All Bangarra performances are about that connection and SandSong is no exception. It is, however, exceptional. SandSong is a profound experience, enlightening and moving as it encapsulates everything Bangarra has needed to say in the past three decades.
There is the strange but wonderful sensation of being outside of time as SandSong ranges across those thousands of years, describing a vast arc of history that doesn’t stop with today. At the end it reaches into the future by circling back on itself. Sixty-five thousand years, and more, in 80 minutes.
SandSong is subtitled Stories from the Great Sandy Desert, a geographical and social anchoring that gives the work its intense focus. It was suggested to Bangarra by Ningali Lawford-Wolf, a company member before she became a celebrated actor. Lawford-Wolf didn’t live to see it come to the stage but she is woven into its fabric.
Lawford-Wolf’s red-dust country, in the Kimberley region of the Australian north-west, is mystically evoked in Jacob Nash’s set, lit by Nick Schlieper, with the dancers dressed, brilliantly as usual, by Jennifer Irwin. Lawford-Wolf’s family’s dances are represented; their lore, customs and experiences are shared.

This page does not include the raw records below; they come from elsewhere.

use crate::tally::{tally, TallyKind};
use axum::{
    extract::{rejection::JsonRejection, Path, State},
    http::StatusCode,
    response::{IntoResponse, Response},
    Json,
};
use sealchain_core::{CancelToken, Chain, ChainError};
use sealchain_storage::{
    hydrate, init_chain, sled_store::SledStore, update_chain, Integrity, SnapshotStore,
    StoreError,
};
use serde::{Deserialize, Serialize};
use serde_json::{json, Value};
use std::{collections::BTreeMap, sync::Arc, time::Duration};
use tracing::{error, info};

#[derive(Clone)]
pub struct AppState {
    pub store: Arc<SledStore>,
    pub difficulty: u32,
    pub mine_timeout: Duration,
    pub integrity: Integrity,
}

/// Metadata kept next to an entity's chain.
#[derive(Clone, Debug, PartialEq, Serialize, Deserialize)]
pub struct Entity {
    pub id: String,
    pub title: String,
    #[serde(default)]
    pub description: String,
    #[serde(default)]
    pub start: Option<String>,
    #[serde(default)]
    pub end: Option<String>,
    #[serde(default)]
    pub quantity: Option<u64>,
    pub kind: TallyKind,
    pub candidates: Vec<String>,
}

#[derive(Debug, Deserialize)]
pub struct NewEntity {
    pub title: String,
    #[serde(default)]
    pub description: String,
    #[serde(default)]
    pub start: Option<String>,
    #[serde(default)]
    pub end: Option<String>,
    #[serde(default)]
    pub quantity: Option<u64>,
    pub kind: TallyKind,
    #[serde(default)]
    pub candidates: Vec<String>,
}

#[derive(Debug, Deserialize)]
pub struct SignRequest {
    pub transaction: Value,
    /// Opaque tag stored on the mined block, e.g. a signature hash.
    pub data: String,
}

#[derive(Debug, Serialize)]
pub struct Health {
    pub status: &'static str,
}

#[derive(Debug, Serialize)]
pub struct Created {
    pub status: &'static str,
    pub id: String,
}

#[derive(Debug, Serialize)]
pub struct ChainView {
    pub length: usize,
    pub chain: Value,
}

#[derive(Debug, Serialize)]
pub struct Signed {
    pub status: &'static str,
    pub block_index: u64,
}

#[derive(Debug, Serialize)]
pub struct VerifyReport {
    pub valid: bool,
    pub length: usize,
    pub error: Option<String>,
}

#[derive(Debug, Serialize)]
pub struct TallyReport {
    pub status: &'static str,
    pub results: BTreeMap<String, u64>,
}

/// An HTTP status plus a message rendered as `{"error": ...}`.
#[derive(Debug)]
pub struct ApiError {
    status: StatusCode,
    message: String,
}

impl ApiError {
    fn not_found(id: &str) -> Self {
        Self {
            status: StatusCode::NOT_FOUND,
            message: format!("entity {id} not found"),
        }
    }

    fn bad_request(message: impl Into<String>) -> Self {
        Self {
            status: StatusCode::BAD_REQUEST,
            message: message.into(),
        }
    }
}

impl From<anyhow::Error> for ApiError {
    fn from(err: anyhow::Error) -> Self {
        let status = match err.downcast_ref::<ChainError>() {
            Some(ChainError::EmptyPool) => StatusCode::CONFLICT,
            Some(ChainError::LinkageMismatch { .. }) => StatusCode::CONFLICT,
            Some(ChainError::Cancelled { .. }) => StatusCode::SERVICE_UNAVAILABLE,
            Some(_) => StatusCode::INTERNAL_SERVER_ERROR,
            None if err.downcast_ref::<StoreError>().is_some() => StatusCode::CONFLICT,
            None => StatusCode::INTERNAL_SERVER_ERROR,
        };
        if status.is_server_error() {
            error!("request failed: {err:#}");
        }
        Self {
            status,
            message: format!("{err:#}"),
        }
    }
}

impl From<JsonRejection> for ApiError {
    fn from(rejection: JsonRejection) -> Self {
        Self::bad_request(rejection.body_text())
    }
}

impl From<ChainError> for ApiError {
    fn from(err: ChainError) -> Self {
        anyhow::Error::from(err).into()
    }
}

impl IntoResponse for ApiError {
    fn into_response(self) -> Response {
        (self.status, Json(json!({ "error": self.message }))).into_response()
    }
}

type ApiResult<T> = Result<Json<T>, ApiError>;

fn load_entity(state: &AppState, id: &str) -> Result<Entity, ApiError> {
    state
        .store
        .get_metadata::<Entity>(id)?
        .ok_or_else(|| ApiError::not_found(id))
}

fn load_chain(state: &AppState, id: &str) -> Result<Chain<Value>, ApiError> {
    hydrate(&*state.store, id, state.integrity)?.ok_or_else(|| ApiError::not_found(id))
}

pub async fn health() -> Json<Health> {
    Json(Health { status: "ok" })
}

pub async fn create_entity(
    State(state): State<AppState>,
    payload: Result<Json<NewEntity>, JsonRejection>,
) -> ApiResult<Created> {
    let Json(req) = payload?;
    if req.title.trim().is_empty() {
        return Err(ApiError::bad_request("title must not be empty"));
    }
    let id = state.store.next_entity_id()?;
    let entity = Entity {
        id: id.clone(),
        title: req.title,
        description: req.description,
        start: req.start,
        end: req.end,
        quantity: req.quantity,
        kind: req.kind,
        candidates: req.candidates,
    };
    state.store.put_metadata(&id, &entity)?;
    init_chain::<Value, _>(&*state.store, &id)?;
    info!(%id, title = %entity.title, "entity created");
    Ok(Json(Created {
        status: "successfully added",
        id,
    }))
}

pub async fn list_entities(State(state): State<AppState>) -> ApiResult<Vec<String>> {
    Ok(Json(state.store.entity_ids()?))
}

pub async fn get_entity(
    State(state): State<AppState>,
    Path(id): Path<String>,
) -> ApiResult<Entity> {
    Ok(Json(load_entity(&state, &id)?))
}

pub async fn get_chain(
    State(state): State<AppState>,
    Path(id): Path<String>,
) -> ApiResult<ChainView> {
    let chain = load_chain(&state, &id)?;
    Ok(Json(ChainView {
        length: chain.len(),
        chain: chain.export_json()?,
    }))
}

/// Adds the transaction and mines it into a new block, off the async
/// runtime and bounded by the configured timeout.
pub async fn sign(
    State(state): State<AppState>,
    Path(id): Path<String>,
    payload: Result<Json<SignRequest>, JsonRejection>,
) -> ApiResult<Signed> {
    let Json(req) = payload?;
    let store = Arc::clone(&state.store);
    let (difficulty, integrity) = (state.difficulty, state.integrity);
    let cancel = CancelToken::with_timeout(state.mine_timeout);
    let entity = id.clone();

    let mined = tokio::task::spawn_blocking(move || {
        update_chain(&*store, &entity, integrity, |chain: &mut Chain<Value>| {
            chain.add_new_transaction(req.transaction.clone());
            chain.mine_parallel(req.data.clone(), difficulty, &cancel)
        })
    })
    .await
    .map_err(anyhow::Error::from)??;

    let block_index = mined.ok_or_else(|| ApiError::not_found(&id))?;
    info!(%id, block_index, "transaction mined");
    Ok(Json(Signed {
        status: "successful",
        block_index,
    }))
}

pub async fn verify(
    State(state): State<AppState>,
    Path(id): Path<String>,
) -> ApiResult<VerifyReport> {
    let chain: Chain<Value> =
        hydrate(&*state.store, &id, Integrity::Trusted)?.ok_or_else(|| ApiError::not_found(&id))?;
    let error = chain.verify(state.difficulty).err().map(|e| e.to_string());
    Ok(Json(VerifyReport {
        valid: error.is_none(),
        length: chain.len(),
        error,
    }))
}

pub async fn get_tally(
    State(state): State<AppState>,
    Path(id): Path<String>,
) -> ApiResult<TallyReport> {
    let entity = load_entity(&state, &id)?;
    let chain = load_chain(&state, &id)?;
    Ok(Json(TallyReport {
        status: "successful",
        results: tally(entity.kind, &entity.candidates, chain.blocks()),
    }))
}

pub async fn purge_entity(
    State(state): State<AppState>,
    Path(id): Path<String>,
) -> Result<StatusCode, ApiError> {
    if !state.store.remove_snapshot(&id)? {
        return Err(ApiError::not_found(&id));
    }
    info!(%id, "entity purged");
    Ok(StatusCode::NO_CONTENT)
}

#[cfg(test)]
mod tests {
    use super::*;
    use sealchain_core::constants::DEFAULT_DIFFICULTY;

    fn state() -> AppState {
        AppState {
            store: Arc::new(SledStore::temporary().unwrap()),
            difficulty: DEFAULT_DIFFICULTY,
            mine_timeout: Duration::from_secs(30),
            integrity: Integrity::Trusted,
        }
    }

    async fn create(state: &AppState, kind: TallyKind) -> String {
        let req = NewEntity {
            title: "Board".to_string(),
            description: String::new(),
            start: None,
            end: None,
            quantity: None,
            kind,
            candidates: vec!["ann".to_string(), "bo".to_string(), "cy".to_string()],
        };
        create_entity(State(state.clone()), Ok(Json(req))).await.unwrap().0.id
    }

    async fn sign_ballot(state: &AppState, id: &str, ballot: Value) -> Result<u64, ApiError> {
        let req = SignRequest {
            transaction: ballot,
            data: "sighash".to_string(),
        };
        sign(State(state.clone()), Path(id.to_string()), Ok(Json(req)))
            .await
            .map(|json| json.0.block_index)
    }

    #[tokio::test]
    async fn create_then_read_chain() {
        let state = state();
        let id = create(&state, TallyKind::Single).await;

        let view = get_chain(State(state.clone()), Path(id.clone())).await.unwrap().0;
        assert_eq!(view.length, 1);
        assert_eq!(view.chain[0]["previous_hash"], "0");

        let entity = get_entity(State(state.clone()), Path(id.clone())).await.unwrap().0;
        assert_eq!(entity.id, id);
        let ids = list_entities(State(state)).await.unwrap().0;
        assert_eq!(ids, vec![id]);
    }

    #[tokio::test]
    async fn sign_mines_and_tally_counts() {
        let state = state();
        let id = create(&state, TallyKind::Ranked).await;

        assert_eq!(sign_ballot(&state, &id, json!(["ann", "bo", "cy"])).await.unwrap(), 1);
        assert_eq!(sign_ballot(&state, &id, json!("[bo, ann, cy]")).await.unwrap(), 2);

        let view = get_chain(State(state.clone()), Path(id.clone())).await.unwrap().0;
        assert_eq!(view.length, 3);
        assert!(view.chain[2]["hash"].as_str().unwrap().starts_with("00"));
        assert_eq!(view.chain[2]["data"], "sighash");

        let report = verify(State(state.clone()), Path(id.clone())).await.unwrap().0;
        assert!(report.valid);

        let tally = get_tally(State(state), Path(id)).await.unwrap().0;
        assert_eq!(tally.results["ann"], 5);
        assert_eq!(tally.results["bo"], 5);
        assert_eq!(tally.results["cy"], 2);
    }

    #[tokio::test]
    async fn unknown_entity_is_not_found() {
        let state = state();
        let err = sign_ballot(&state, "404", json!(["ann"])).await.unwrap_err();
        assert_eq!(err.status, StatusCode::NOT_FOUND);
        let err = get_chain(State(state.clone()), Path("404".to_string())).await.unwrap_err();
        assert_eq!(err.status, StatusCode::NOT_FOUND);
        let err = purge_entity(State(state), Path("404".to_string())).await.unwrap_err();
        assert_eq!(err.status, StatusCode::NOT_FOUND);
    }

    #[tokio::test]
    async fn mining_timeout_is_unavailable() {
        let mut state = state();
        state.difficulty = 64;
        state.mine_timeout = Duration::ZERO;
        let id = create(&state, TallyKind::Single).await;

        let err = sign_ballot(&state, &id, json!(["ann"])).await.unwrap_err();
        assert_eq!(err.status, StatusCode::SERVICE_UNAVAILABLE);
        let view = get_chain(State(state), Path(id)).await.unwrap().0;
        assert_eq!(view.length, 1);
    }

    #[tokio::test]
    async fn empty_title_is_rejected() {
        let state = state();
        let req = NewEntity {
            title: "  ".to_string(),
            description: String::new(),
            start: None,
            end: None,
            quantity: None,
            kind: TallyKind::Multi,
            candidates: Vec::new(),
        };
        let err = create_entity(State(state), Ok(Json(req))).await.unwrap_err();
        assert_eq!(err.status, StatusCode::BAD_REQUEST);
    }

    #[test]
    fn contended_store_maps_to_conflict() {
        let err = ApiError::from(anyhow::Error::from(StoreError::Contended {
            entity: "7".to_string(),
            attempts: sealchain_storage::MAX_CAS_RETRIES,
        }));
        assert_eq!(err.status, StatusCode::CONFLICT);
        assert!(err.message.contains("entity 7"), "{}", err.message);
    }
}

SandSong starts with filmed images (David Bergman designed the striking audio visuals) that include the shocking photographs of First Nations men in chains and refer to the concept of Terra Nullius – “land belonging to no one”– used by the British to justify the seizing and colonisation of the continent.
The dance that follows is at first embedded in this land, its seasons, its weather, its rituals. A men’s dance called Marjarrka, belonging to a number of families including Lawford’s, has mysteries only those families will understand but is visually entrancing. Other sections are more easily apprehended, such as the lovely women’s kinship ceremony and depictions of hunting and gathering.
Darkness falls when contemporary life is evoked. There is a nightmarish atmosphere as men and women are ripped away from their land and customs and forced into hard labour. As time goes on they may bend but they refuse to break and SandSong ends with the nourishment of culture, tradition and family.
In an act of love and homage, Lawford-Wolf’s voice is embedded in Steve Francis’s stupendous score, which mixes singing, speaking and language with sounds from nature and ancient and contemporary musical modes. It sweeps along like an ever-changing but eternal river.
The choreography also flows through time and space, eloquently showing the nourishing good and the shameful bad as part of the continuum. It’s an unusual but stirring collective effort by Stephen Page, Frances Rings and the 16 marvellous dancers.
Baden Hitchcock and Rika Hamaguchi are outstanding but it’s a tribute to Page, Bangarra’s artistic director, that the many relatively new company members look so strong and authoritative, particularly the men. Bangarra emerges from its enforced COVID-19 break in magisterial form.
Ends July 10. Canberra, July 15-17; Bendigo, July 23-24; Brisbane, August 13-21; Melbourne, August 27-September 4.
A version of this review first appeared in The Australian on June 14.